Assigned task:
Search the records for the string "ScenarioDefinition", then copy each line where it appears.

◆ ◆ ◆ ◆

//! Verification checks run against the final scenario state

use caravan_core::sim::SimHost;
use caravan_core::{Attribute, EntityId, HostAccess, ItemType, TagKey};
use caravan_items::weighted_load;
use serde::{Deserialize, Serialize};

use super::executor::ScenarioWorld;

/// Tolerance used by float checks that do not set one
pub const DEFAULT_TOLERANCE: f64 = 1e-9;

/// Conditions that can be verified against scenario state
#[derive(Debug, Clone, Serialize, Deserialize)]
pub enum Check {
    // === TRAIT CHECKS ===
    /// Assert current movement speed
    Speed {
        entity: String,
        expected: f64,
        tolerance: Option<f64>,
    },

    /// Assert persisted size tag
    Size {
        entity: String,
        expected: f64,
        tolerance: Option<f64>,
    },

    /// Assert persisted size tag lies in [min, max]
    SizeBetween { entity: String, min: f64, max: f64 },

    /// Assert visual scale attribute
    Scale {
        entity: String,
        expected: f64,
        tolerance: Option<f64>,
    },

    // === STORAGE CHECKS ===
    /// Assert weighted load of a carrier's storage
    Load {
        carrier: String,
        expected: f64,
        tolerance: Option<f64>,
    },

    /// Assert whether a carrier has a storage mapping
    HasStorage { carrier: String, expected: bool },

    /// Assert how many of an item a carrier's storage holds
    StoredCount {
        carrier: String,
        item: ItemType,
        expected: u32,
    },

    /// Assert how many inventories the host created
    InventoryCount { expected: usize },

    /// Assert how often storage was shown to an actor
    OpenViews { actor: String, expected: usize },

    // === WORLD CHECKS ===
    /// Assert number of stacks dropped into the world
    DroppedStacks { expected: usize },

    /// Assert total dropped amount of an item
    DroppedCount { item: ItemType, expected: u32 },

    /// Assert an actor received a message
    MessageSent { actor: String, text: String },

    // === LOGICAL OPERATORS ===
    /// All checks must pass
    All { checks: Vec<Check> },

    /// Any check must pass
    Any { checks: Vec<Check> },

    /// Check must NOT pass
    Not { check: Box<Check> },
}

/// Result of a verification check
#[derive(Debug, Clone, Serialize, Deserialize)]
pub struct VerificationResult {
    pub passed: bool,
    pub message: String,
    pub actual_value: Option<String>, // For debugging
}

impl VerificationResult {
    fn unknown(name: &str) -> Self {
        Self {
            passed: false,
            message: format!("Unknown entity '{}'", name),
            actual_value: None,
        }
    }
}

fn within(actual: Option<f64>, expected: f64, tolerance: Option<f64>) -> bool {
    let tolerance = tolerance.unwrap_or(DEFAULT_TOLERANCE);
    actual.is_some_and(|actual| (actual - expected).abs() <= tolerance)
}

fn show(value: Option<f64>) -> Option<String> {
    value.map(|v| v.to_string())
}

impl Check {
    /// Evaluate check against scenario state
    pub fn evaluate(&self, world: &ScenarioWorld) -> VerificationResult {
        let host = world.host();

        match self {
            Check::Speed {
                entity,
                expected,
                tolerance,
            } => {
                let Some(id) = world.lookup(entity) else {
                    return VerificationResult::unknown(entity);
                };
                let actual = host.attribute(id, Attribute::MovementSpeed);
                VerificationResult {
                    passed: within(actual, *expected, *tolerance),
                    message: format!("{} speed: expected {}, got {:?}", entity, expected, actual),
                    actual_value: show(actual),
                }
            }

            Check::Size {
                entity,
                expected,
                tolerance,
            } => {
                let Some(id) = world.lookup(entity) else {
                    return VerificationResult::unknown(entity);
                };
                let actual = host.tag(id, TagKey::Size);
                VerificationResult {
                    passed: within(actual, *expected, *tolerance),
                    message: format!("{} size: expected {}, got {:?}", entity, expected, actual),
                    actual_value: show(actual),
                }
            }

            Check::SizeBetween { entity, min, max } => {
                let Some(id) = world.lookup(entity) else {
                    return VerificationResult::unknown(entity);
                };
                let actual = host.tag(id, TagKey::Size);
                VerificationResult {
                    passed: actual.is_some_and(|size| size >= *min && size <= *max),
                    message: format!(
                        "{} size: expected {}-{}, got {:?}",
                        entity, min, max, actual
                    ),
                    actual_value: show(actual),
                }
            }

            Check::Scale {
                entity,
                expected,
                tolerance,
            } => {
                let Some(id) = world.lookup(entity) else {
                    return VerificationResult::unknown(entity);
                };
                let actual = host.attribute(id, Attribute::Scale);
                VerificationResult {
                    passed: within(actual, *expected, *tolerance),
                    message: format!("{} scale: expected {}, got {:?}", entity, expected, actual),
                    actual_value: show(actual),
                }
            }

            Check::Load {
                carrier,
                expected,
                tolerance,
            } => {
                let Some(id) = world.lookup(carrier) else {
                    return VerificationResult::unknown(carrier);
                };
                let actual = world.storage_of(id).map(|inventory| {
                    weighted_load(
                        world.plugin().manager().weights(),
                        &host.inventory_contents(inventory),
                    )
                });
                VerificationResult {
                    passed: within(actual, *expected, *tolerance),
                    message: format!("{} load: expected {}, got {:?}", carrier, expected, actual),
                    actual_value: show(actual),
                }
            }

            Check::HasStorage { carrier, expected } => {
                let Some(id) = world.lookup(carrier) else {
                    return VerificationResult::unknown(carrier);
                };
                let actual = world.storage_of(id).is_some();
                VerificationResult {
                    passed: actual == *expected,
                    message: format!(
                        "{} has storage: expected {}, got {}",
                        carrier, expected, actual
                    ),
                    actual_value: Some(actual.to_string()),
                }
            }

            Check::StoredCount {
                carrier,
                item,
                expected,
            } => {
                let Some(id) = world.lookup(carrier) else {
                    return VerificationResult::unknown(carrier);
                };
                let actual = world
                    .storage_of(id)
                    .and_then(|inventory| host.inventory(inventory))
                    .map(|grid| grid.count_item(*item))
                    .unwrap_or(0);
                VerificationResult {
                    passed: actual == *expected,
                    message: format!(
                        "{} stored {}: expected {}, got {}",
                        carrier, item, expected, actual
                    ),
                    actual_value: Some(actual.to_string()),
                }
            }

            Check::InventoryCount { expected } => {
                let actual = host.inventory_count();
                VerificationResult {
                    passed: actual == *expected,
                    message: format!("Inventories: expected {}, got {}", expected, actual),
                    actual_value: Some(actual.to_string()),
                }
            }

            Check::OpenViews { actor, expected } => {
                let Some(id) = world.lookup(actor) else {
                    return VerificationResult::unknown(actor);
                };
                let actual = host
                    .open_views()
                    .iter()
                    .filter(|(viewer, _)| *viewer == id)
                    .count();
                VerificationResult {
                    passed: actual == *expected,
                    message: format!("{} open views: expected {}, got {}", actor, expected, actual),
                    actual_value: Some(actual.to_string()),
                }
            }

            Check::DroppedStacks { expected } => {
                let actual = host.dropped().len();
                VerificationResult {
                    passed: actual == *expected,
                    message: format!("Dropped stacks: expected {}, got {}", expected, actual),
                    actual_value: Some(actual.to_string()),
                }
            }

            Check::DroppedCount { item, expected } => {
                let actual = dropped_amount(host, *item);
                VerificationResult {
                    passed: actual == *expected,
                    message: format!("Dropped {}: expected {}, got {}", item, expected, actual),
                    actual_value: Some(actual.to_string()),
                }
            }

            Check::MessageSent { actor, text } => {
                let Some(id) = world.lookup(actor) else {
                    return VerificationResult::unknown(actor);
                };
                let received: Vec<&str> = messages_for(host, id);
                VerificationResult {
                    passed: received.contains(&text.as_str()),
                    message: format!("{} received \"{}\"", actor, text),
                    actual_value: Some(format!("{:?}", received)),
                }
            }

            Check::All { checks } => {
                let results: Vec<_> = checks.iter().map(|c| c.evaluate(world)).collect();
                let passed = results.iter().all(|r| r.passed);
                VerificationResult {
                    passed,
                    message: format!(
                        "All of {} checks: {}",
                        checks.len(),
                        if passed { "passed" } else { "failed" }
                    ),
                    actual_value: None,
                }
            }

            Check::Any { checks } => {
                let results: Vec<_> = checks.iter().map(|c| c.evaluate(world)).collect();
                let passed = results.iter().any(|r| r.passed);
                VerificationResult {
                    passed,
                    message: format!(
                        "Any of {} checks: {}",
                        checks.len(),
                        if passed { "passed" } else { "failed" }
                    ),
                    actual_value: None,
                }
            }

            Check::Not { check } => {
                let result = check.evaluate(world);
                VerificationResult {
                    passed: !result.passed,
                    message: format!("NOT ({})", result.message),
                    actual_value: result.actual_value,
                }
            }
        }
    }
}

fn dropped_amount(host: &SimHost, item: ItemType) -> u32 {
    host.dropped()
        .iter()
        .filter(|drop| drop.stack.item == item)
        .map(|drop| drop.stack.amount)
        .sum()
}

fn messages_for(host: &SimHost, actor: EntityId) -> Vec<&str> {
    host.messages()
        .iter()
        .filter(|(to, _)| *to == actor)
        .map(|(_, text)| text.as_str())
        .collect()
}

#[cfg(test)]
mod tests {
    use super::*;
    use crate::config::AppConfig;
    use crate::scenario::{ScenarioDefinition, ScenarioRunner, ScenarioStep, SetupAction};

    fn lone_camel() -> (ScenarioRunner, ScenarioWorld) {
        let scenario = ScenarioDefinition {
            name: "lone camel".to_string(),
            description: String::new(),
            seed: Some(1),
            setup: vec![SetupAction::SpawnCarrier {
                name: "Humphrey".to_string(),
                speed: Some(0.2),
            }],
            steps: vec![ScenarioStep::Spawn {
                creature: "Humphrey".to_string(),
            }],
            verify: vec![],
        };
        let mut runner = ScenarioRunner::new(AppConfig::default());
        let mut world = runner.prepare(&scenario);
        runner.execute_scenario(&scenario, &mut world).unwrap();
        (runner, world)
    }

    fn speed_is(expected: f64) -> Check {
        Check::Speed {
            entity: "Humphrey".to_string(),
            expected,
            tolerance: None,
        }
    }

    #[test]
    fn test_trait_checks() {
        let (_, world) = lone_camel();
        assert!(speed_is(0.2).evaluate(&world).passed);
        assert!(Check::Size {
            entity: "Humphrey".to_string(),
            expected: 1.0,
            tolerance: None,
        }
        .evaluate(&world)
        .passed);
        assert!(Check::HasStorage {
            carrier: "Humphrey".to_string(),
            expected: false,
        }
        .evaluate(&world)
        .passed);
    }

    #[test]
    fn test_load_without_storage_fails() {
        let (_, world) = lone_camel();
        let result = Check::Load {
            carrier: "Humphrey".to_string(),
            expected: 0.0,
            tolerance: None,
        }
        .evaluate(&world);
        assert!(!result.passed);
        assert_eq!(result.actual_value, None);
    }

    #[test]
    fn test_unknown_entity_fails() {
        let (_, world) = lone_camel();
        let result = Check::Scale {
            entity: "Ghost".to_string(),
            expected: 1.0,
            tolerance: None,
        }
        .evaluate(&world);
        assert!(!result.passed);
        assert!(result.message.contains("Ghost"));
    }

    #[test]
    fn test_logical_operators() {
        let (_, world) = lone_camel();

        let any = Check::Any {
            checks: vec![speed_is(0.5), speed_is(0.2)],
        };
        assert!(any.evaluate(&world).passed);

        let all = Check::All {
            checks: vec![speed_is(0.5), speed_is(0.2)],
        };
        assert!(!all.evaluate(&world).passed);

        let not = Check::Not {
            check: Box::new(speed_is(0.5)),
        };
        assert!(not.evaluate(&world).passed);
    }
}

◆ ◆ ◆ ◆

Reply to the task:
    use crate::scenario::{ScenarioDefinition, ScenarioRunner, ScenarioStep, SetupAction};
        let scenario = ScenarioDefinition {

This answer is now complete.